Белоконь не спеша закончил фразу в протоколе, поставил точку. Его крепкие, румяные щеки, упругий подбородок, крутой лоб, всегда готовые к улыбке глаза – все изображало понимание и сочувствие.
– И вы не хотите уехать отсюда? Из этой волчьей ямы, из медвежьего угла, от собачьего холода?

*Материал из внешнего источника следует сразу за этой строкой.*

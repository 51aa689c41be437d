use chrono::NaiveDateTime;
use std::fmt;

/// Inbound publish handed from the MQTT event loop to the router
#[derive(Debug, Clone, PartialEq, Eq)]
pub struct InboundMessage {
    pub topic: String,
    pub payload: Vec<u8>,
    pub received: NaiveDateTime,
}

impl fmt::Display for InboundMessage {
    fn fmt(&self, f: &mut fmt::Formatter) -> fmt::Result {
        write!(
            f,
            "{} - {} ({} bytes)",
            self.received.format("%H:%M:%S%.3f"),
            self.topic,
            self.payload.len()
        )
    }
}

impl InboundMessage {
    pub fn from_topic(topic: impl Into<String>, payload: impl Into<Vec<u8>>) -> Self {
        InboundMessage {
            topic: topic.into(),
            payload: payload.into(),
            received: chrono::Local::now().naive_local(),
        }
    }
}
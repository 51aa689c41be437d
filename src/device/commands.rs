//! Command decoding and single-shot acknowledgments.

use serde::Serialize;
use serde_json::{json, Map, Value};
use std::fmt;
use std::str::FromStr;
use std::sync::Arc;
use tracing::{info, warn};

use crate::codec::{decode_object, request_id, synth_request_id, utc_now, PayloadError, SCHEMA_VERSION};
use crate::device::log_buffer::LogRingBuffer;

#[derive(Debug, Clone, Copy, PartialEq, Eq)]
pub enum LedPattern {
    Heartbeat,
    Blink,
    Off,
}

impl FromStr for LedPattern {
    type Err = ();

    fn from_str(s: &str) -> Result<Self, Self::Err> {
        match s {
            "heartbeat" => Ok(LedPattern::Heartbeat),
            "blink" => Ok(LedPattern::Blink),
            "off" => Ok(LedPattern::Off),
            _ => Err(()),
        }
    }
}

impl fmt::Display for LedPattern {
    fn fmt(&self, f: &mut fmt::Formatter<'_>) -> fmt::Result {
        match self {
            LedPattern::Heartbeat => write!(f, "heartbeat"),
            LedPattern::Blink => write!(f, "blink"),
            LedPattern::Off => write!(f, "off"),
        }
    }
}

/// Typed view of the `type` + `payload` pair of an inbound command
#[derive(Debug, Clone, PartialEq)]
pub enum CommandKind {
    Led { pattern: Option<Value> },
    Camera,
    Unsupported(Option<Value>),
}

#[derive(Debug, Clone, PartialEq)]
pub struct Command {
    pub req_id: String,
    pub kind: CommandKind,
}

impl Command {
    fn from_object(object: &Map<String, Value>) -> Self {
        let req_id = request_id(object.get("reqId")).unwrap_or_else(synth_request_id);

        let kind = match object.get("type") {
            Some(Value::String(kind)) if kind == "led" => CommandKind::Led {
                pattern: object
                    .get("payload")
                    .and_then(|payload| payload.get("pattern"))
                    .cloned(),
            },
            Some(Value::String(kind)) if kind == "camera" => CommandKind::Camera,
            other => CommandKind::Unsupported(other.cloned()),
        };

        Self { req_id, kind }
    }

    fn type_label(&self) -> String {
        match &self.kind {
            CommandKind::Led { .. } => "led".to_string(),
            CommandKind::Camera => "camera".to_string(),
            CommandKind::Unsupported(kind) => display_value(kind.as_ref()),
        }
    }
}

#[derive(Debug, Clone, PartialEq, Serialize)]
pub struct Ack {
    pub schema: &'static str,
    #[serde(rename = "reqId")]
    pub req_id: String,
    pub ts: String,
    pub ok: bool,
    pub code: String,
    pub msg: String,
    #[serde(skip_serializing_if = "Option::is_none")]
    pub data: Option<Value>,
}

impl Ack {
    fn success(req_id: &str, code: String, msg: String, data: Value) -> Self {
        Self {
            schema: SCHEMA_VERSION,
            req_id: req_id.to_string(),
            ts: utc_now(),
            ok: true,
            code,
            msg,
            data: Some(data),
        }
    }

    fn failure(req_id: &str, code: &str, msg: String) -> Self {
        Self {
            schema: SCHEMA_VERSION,
            req_id: req_id.to_string(),
            ts: utc_now(),
            ok: false,
            code: code.to_string(),
            msg,
            data: None,
        }
    }
}

pub struct CommandDispatcher {
    log: Arc<LogRingBuffer>,
}

impl CommandDispatcher {
    pub fn new(log: Arc<LogRingBuffer>) -> Self {
        Self { log }
    }

    /// Decodes one inbound command and builds its acknowledgment.
    ///
    /// Garbled or non-object payloads carry no request id to answer to, so
    /// they only leave a log entry and yield `None`.
    pub fn handle(&self, payload: &[u8]) -> Option<Ack> {
        let object = match decode_object(payload) {
            Ok(object) => object,
            Err(e @ PayloadError::Json(_)) => {
                warn!("Invalid command payload: {}", e);
                self.log.warn("cmd", &format!("parse error: {e}"));
                return None;
            }
            Err(e @ PayloadError::NotAnObject) => {
                warn!("Unsupported command format: {}", e);
                self.log.warn("cmd", "unsupported format: expected object");
                return None;
            }
        };

        let command = Command::from_object(&object);
        let ack = Self::execute(&command);

        self.log.info(
            "cmd",
            &format!(
                "cmd={} req={} ok={}",
                command.type_label(),
                command.req_id,
                ack.ok
            ),
        );
        info!(
            "Command {} ({}) -> {} {}",
            command.type_label(),
            command.req_id,
            ack.ok,
            ack.code
        );
        Some(ack)
    }

    fn execute(command: &Command) -> Ack {
        let req_id = command.req_id.as_str();
        match &command.kind {
            CommandKind::Led { pattern } => {
                let parsed = pattern
                    .as_ref()
                    .and_then(Value::as_str)
                    .and_then(|p| p.parse::<LedPattern>().ok());
                match parsed {
                    Some(pattern) => Ack::success(
                        req_id,
                        format!("led.{pattern}"),
                        format!("LED pattern set to {pattern}"),
                        json!({ "pattern": pattern.to_string() }),
                    ),
                    None => Ack::failure(
                        req_id,
                        "led.invalid_pattern",
                        format!("Unsupported LED pattern: {}", display_value(pattern.as_ref())),
                    ),
                }
            }
            CommandKind::Camera => Ack::success(
                req_id,
                "camera.snap".to_string(),
                "Camera snapshot scheduled".to_string(),
                json!({ "action": "snap" }),
            ),
            CommandKind::Unsupported(kind) => Ack::failure(
                req_id,
                "cmd.unsupported",
                format!("Unsupported command type: {}", display_value(kind.as_ref())),
            ),
        }
    }
}

fn display_value(value: Option<&Value>) -> String {
    match value {
        None | Some(Value::Null) => "none".to_string(),
        Some(Value::String(s)) => s.clone(),
        Some(other) => other.to_string(),
    }
}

– Куда? – спросила Нина. – Кто ждет меня? Где? А здесь... Я прожила с этими людьми несколько лет и... И не хочу расставаться. Все, конечно, разъедутся, но это будет не самый счастливый мой день. А Виктор... Он мне нужен больше, чем я ему. Пустыми надеждами не тешусь, знаю, что все скоро кончится. Да, наверно, уже кончилось. – Она посмотрела на следователя сухими блестящими глазами.
– Ну а Горецкий?
– Виктор многое перенес в жизни, еще в школе остался без родителей. Он до сих пор чувствует себя школьником, которому на каждой переменке нужно отстаивать себя. Странно, я учительница, а он терпеть не может учителей. Воспоминания у него об учителях... неважные. Подковырки, насмешки... Наверное, у них были для этого основания, учился он плохо. А соученики, видя такое к нему отношение, почли за хороший тон быть солидарными с учителями. Как бывшему педагогу, мне кажется, что все началось с этого. Скажите, Виктора посадят?
– Пока не знаю наверняка, не со всеми говорил, но ведь он ударил человека ножом! Представляете? Это же совсем ошалеть нужно! Мне говорили, что этот Лешка Елохин, которого он ударил, не злобный, не насмешник...
– Да, он хороший парень.
– Нина, вы знаете, что вашего сожителя...
– Кого-кого?
– Сожителя, – спокойно повторил Белоконь.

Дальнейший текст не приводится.